● **What to produce**
Wherever a line below holds the word "InvalidMemoryRead", copy that line.

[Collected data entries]
//! Stepping over a captured stack.
//!
//! A thread parked at a global pause point has its frames captured once;
//! the walker and deopt builder then run over the capture while the thread
//! stays parked. The same cursor drives the unwinder's tests.

use std::sync::Arc;

use gimli::{Register, X86_64};
use rustc_hash::FxHashMap;

use super::StackCursor;
use crate::error::{Result, UnwindError};
use crate::generator::ReturnContext;
use crate::lsda::Lsda;
use crate::memory::FrameMemory;
use crate::registers::RegisterFile;

// =============================================================================
// SnapshotMemory
// =============================================================================

/// Sparse word-addressed copy of stack memory.
#[derive(Debug, Clone, Default)]
pub struct SnapshotMemory {
    words: FxHashMap<u64, u64>,
}

impl SnapshotMemory {
    pub fn new() -> Self {
        Self::default()
    }

    /// Store one word.
    pub fn write_word(&mut self, addr: u64, value: u64) {
        self.words.insert(addr, value);
    }

    /// Store a generator return context at `addr`.
    pub fn write_context(&mut self, addr: u64, ctx: &ReturnContext) {
        for (i, word) in ctx.to_words().into_iter().enumerate() {
            self.write_word(addr + i as u64 * 8, word);
        }
    }
}

impl FrameMemory for SnapshotMemory {
    fn read_word(&self, addr: u64) -> Result<u64> {
        self.words
            .get(&addr)
            .copied()
            .ok_or(UnwindError::InvalidMemoryRead(addr))
    }
}

// =============================================================================
// SnapshotFrame
// =============================================================================

/// One captured frame.
#[derive(Debug, Clone)]
pub struct SnapshotFrame {
    pub ip: u64,
    pub sp: u64,
    pub bp: u64,
    pub regs: RegisterFile,
    /// Metadata for frames that are not JIT output.
    pub lsda: Option<Arc<Lsda>>,
    /// `ip` is the executing instruction rather than a return address.
    pub exact_pc: bool,
}

impl SnapshotFrame {
    /// A frame with only its frame registers known.
    pub fn new(ip: u64, sp: u64, bp: u64) -> Self {
        let mut regs = RegisterFile::new();
        let _ = regs.set(X86_64::RA, ip);
        let _ = regs.set(X86_64::RSP, sp);
        let _ = regs.set(X86_64::RBP, bp);
        Self {
            ip,
            sp,
            bp,
            regs,
            lsda: None,
            exact_pc: false,
        }
    }

    /// Mark `ip` as the executing instruction, as for a frame interrupted
    /// outside any call.
    pub fn at_exact_pc(mut self) -> Self {
        self.exact_pc = true;
        self
    }

    /// Record a recovered register. Registers outside the file are ignored.
    pub fn with_register(mut self, reg: Register, value: u64) -> Self {
        let _ = self.regs.set(reg, value);
        self
    }

    /// Attach exception metadata.
    pub fn with_lsda(mut self, lsda: Arc<Lsda>) -> Self {
        self.lsda = Some(lsda);
        self
    }
}

// =============================================================================
// SnapshotCursor
// =============================================================================

/// State recorded by [`SnapshotCursor`] in place of a jump.
#[derive(Debug, Clone, PartialEq, Eq)]
pub struct Landing {
    pub ip: u64,
    pub sp: u64,
    pub bp: u64,
    pub regs: RegisterFile,
    /// Position of the landed frame in the capture.
    pub frame_index: usize,
}

/// Cursor over captured frames, innermost first.
#[derive(Debug, Clone)]
pub struct SnapshotCursor {
    frames: Vec<SnapshotFrame>,
    memory: SnapshotMemory,
    pos: Option<usize>,
    current: Option<SnapshotFrame>,
    landing: Option<Landing>,
}

impl SnapshotCursor {
    /// Create a cursor over `frames` (innermost first).
    pub fn new(frames: Vec<SnapshotFrame>) -> Self {
        Self::with_memory(frames, SnapshotMemory::new())
    }

    /// Create a cursor whose stack memory is also available.
    pub fn with_memory(frames: Vec<SnapshotFrame>, memory: SnapshotMemory) -> Self {
        Self {
            frames,
            memory,
            pos: None,
            current: None,
            landing: None,
        }
    }

    /// Where the last [`StackCursor::resume`] would have jumped.
    #[inline]
    pub fn landing(&self) -> Option<&Landing> {
        self.landing.as_ref()
    }

    /// The stack as seen by landing-pad code that calls back into the
    /// unwinder: the landed frame, now executing at the landing pad, and
    /// everything outside it.
    pub fn after_landing(&self) -> Option<SnapshotCursor> {
        let landing = self.landing.as_ref()?;
        let mut frames = self.frames[landing.frame_index..].to_vec();
        let top = frames.first_mut()?;
        top.ip = landing.ip;
        top.regs = landing.regs;
        top.exact_pc = true;
        Some(Self::with_memory(frames, self.memory.clone()))
    }

    fn current(&self) -> Result<&SnapshotFrame> {
        self.current.as_ref().ok_or(UnwindError::StepFailed {
            ip: 0,
            reason: "cursor is not positioned on a frame",
        })
    }
}

impl StackCursor for SnapshotCursor {
    fn step(&mut self) -> Result<bool> {
        let next = self.pos.map_or(0, |p| p + 1);
        if next >= self.frames.len() {
            self.pos = Some(self.frames.len());
            self.current = None;
            return Ok(false);
        }
        self.pos = Some(next);
        self.current = Some(self.frames[next].clone());
        Ok(true)
    }

    fn ip(&self) -> u64 {
        self.current.as_ref().map_or(0, |f| f.ip)
    }

    fn sp(&self) -> u64 {
        self.current.as_ref().map_or(0, |f| f.sp)
    }

    fn bp(&self) -> u64 {
        self.current.as_ref().map_or(0, |f| f.bp)
    }

    fn lookup_pc(&self) -> u64 {
        match &self.current {
            Some(frame) if frame.exact_pc => frame.ip,
            Some(frame) => frame.ip.saturating_sub(1),
            None => 0,
        }
    }

    fn register(&self, reg: Register) -> Result<u64> {
        self.current()?.regs.get(reg)
    }

    fn set_register(&mut self, reg: Register, value: u64) -> Result<()> {
        let frame = self.current.as_mut().ok_or(UnwindError::StepFailed {
            ip: 0,
            reason: "cursor is not positioned on a frame",
        })?;
        frame.regs.set(reg, value)?;
        match reg {
            X86_64::RSP => frame.sp = value,
            X86_64::RBP => frame.bp = value,
            X86_64::RA => frame.ip = value,
            _ => {}
        }
        Ok(())
    }

    fn set_ip(&mut self, ip: u64) {
        if let Some(frame) = self.current.as_mut() {
            frame.ip = ip;
            let _ = frame.regs.set(X86_64::RA, ip);
        }
    }

    /// Jump forward to the captured frame the context returns into.
    fn reanchor(&mut self, context_address: u64) -> Result<()> {
        let ctx = ReturnContext::read(&self.memory, context_address)?;
        let start = self.pos.map_or(0, |p| p + 1);
        let offset = self.frames[start.min(self.frames.len())..]
            .iter()
            .position(|f| f.ip == ctx.rip && f.bp == ctx.rbp)
            .ok_or(UnwindError::StepFailed {
                ip: ctx.rip,
                reason: "return context does not match a captured frame",
            })?;

        let idx = start + offset;
        let mut frame = self.frames[idx].clone();
        for (reg, value) in ctx.registers(context_address).iter() {
            let _ = frame.regs.set(reg, value);
        }
        frame.sp = ReturnContext::resumer_sp(context_address);
        self.pos = Some(idx);
        self.current = Some(frame);
        Ok(())
    }

    fn lsda(&self) -> Option<Arc<Lsda>> {
        self.current.as_ref()?.lsda.clone()
    }

    fn memory(&self) -> &dyn FrameMemory {
        &self.memory
    }

    unsafe fn resume(&mut self) -> Result<()> {
        let frame = self.current()?;
        let landing = Landing {
            ip: frame.ip,
            sp: frame.sp,
            bp: frame.bp,
            regs: frame.regs,
            frame_index: self.pos.unwrap_or(0),
        };
        self.landing = Some(landing);
        Ok(())
    }
}

// =============================================================================
// Tests
// =============================================================================

#[cfg(test)]
mod tests {
    use super::*;

    fn frames() -> Vec<SnapshotFrame> {
        vec![
            SnapshotFrame::new(0x1010, 0x6000, 0x6100).with_register(X86_64::RBX, 7),
            SnapshotFrame::new(0x5010, 0x6110, 0x6200),
            SnapshotFrame::new(0x9010, 0x6210, 0x6300),
        ]
    }

    #[test]
    fn test_steps_innermost_first() {
        let mut cursor = SnapshotCursor::new(frames());
        let mut ips = Vec::new();
        while cursor.step().unwrap() {
            ips.push(cursor.ip());
        }
        assert_eq!(ips, vec![0x1010, 0x5010, 0x9010]);
        assert!(!cursor.step().unwrap());
    }

    #[test]
    fn test_registers_per_frame() {
        let mut cursor = SnapshotCursor::new(frames());
        cursor.step().unwrap();
        assert_eq!(cursor.register(X86_64::RBX), Ok(7));
        cursor.step().unwrap();
        assert_eq!(
            cursor.register(X86_64::RBX),
            Err(UnwindError::RegisterUnavailable(3))
        );
    }

    #[test]
    fn test_resume_records_landing() {
        let mut cursor = SnapshotCursor::new(frames());
        cursor.step().unwrap();
        cursor.step().unwrap();
        cursor.set_register(X86_64::RAX, 0xAA).unwrap();
        cursor.set_ip(0x5080);
        unsafe { cursor.resume().unwrap() };

        let landing = cursor.landing().unwrap();
        assert_eq!(landing.ip, 0x5080);
        assert_eq!(landing.frame_index, 1);
        assert_eq!(landing.regs.get(X86_64::RAX), Ok(0xAA));

        let mut after = cursor.after_landing().unwrap();
        assert!(after.step().unwrap());
        assert_eq!(after.ip(), 0x5080);
        assert_eq!(after.lookup_pc(), 0x5080);
        assert!(after.step().unwrap());
        assert_eq!(after.ip(), 0x9010);
        assert_eq!(after.lookup_pc(), 0x900f);
    }

    #[test]
    fn test_reanchor_skips_physical_callers() {
        let mut mem = SnapshotMemory::new();
        mem.write_context(
            0x8000,
            &ReturnContext {
                rbp: 0x6300,
                rip: 0x9010,
                r13: 13,
                ..Default::default()
            },
        );
        let mut cursor = SnapshotCursor::with_memory(frames(), mem);
        cursor.step().unwrap();
        cursor.reanchor(0x8000).unwrap();
        assert_eq!(cursor.ip(), 0x9010);
        assert_eq!(cursor.sp(), 0x8038);
        assert_eq!(cursor.register(X86_64::R13), Ok(13));
        assert!(!cursor.step().unwrap());
    }

    #[test]
    fn test_reanchor_without_match_fails() {
        let mut mem = SnapshotMemory::new();
        mem.write_context(0x8000, &ReturnContext::default());
        let mut cursor = SnapshotCursor::with_memory(frames(), mem);
        cursor.step().unwrap();
        assert!(matches!(
            cursor.reanchor(0x8000),
            Err(UnwindError::StepFailed { .. })
        ));
        assert!(matches!(
            cursor.reanchor(0x9000),
            Err(UnwindError::InvalidMemoryRead(0x9000))
        ));
    }
}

● **Your response**
            .ok_or(UnwindError::InvalidMemoryRead(addr))
            Err(UnwindError::InvalidMemoryRead(0x9000))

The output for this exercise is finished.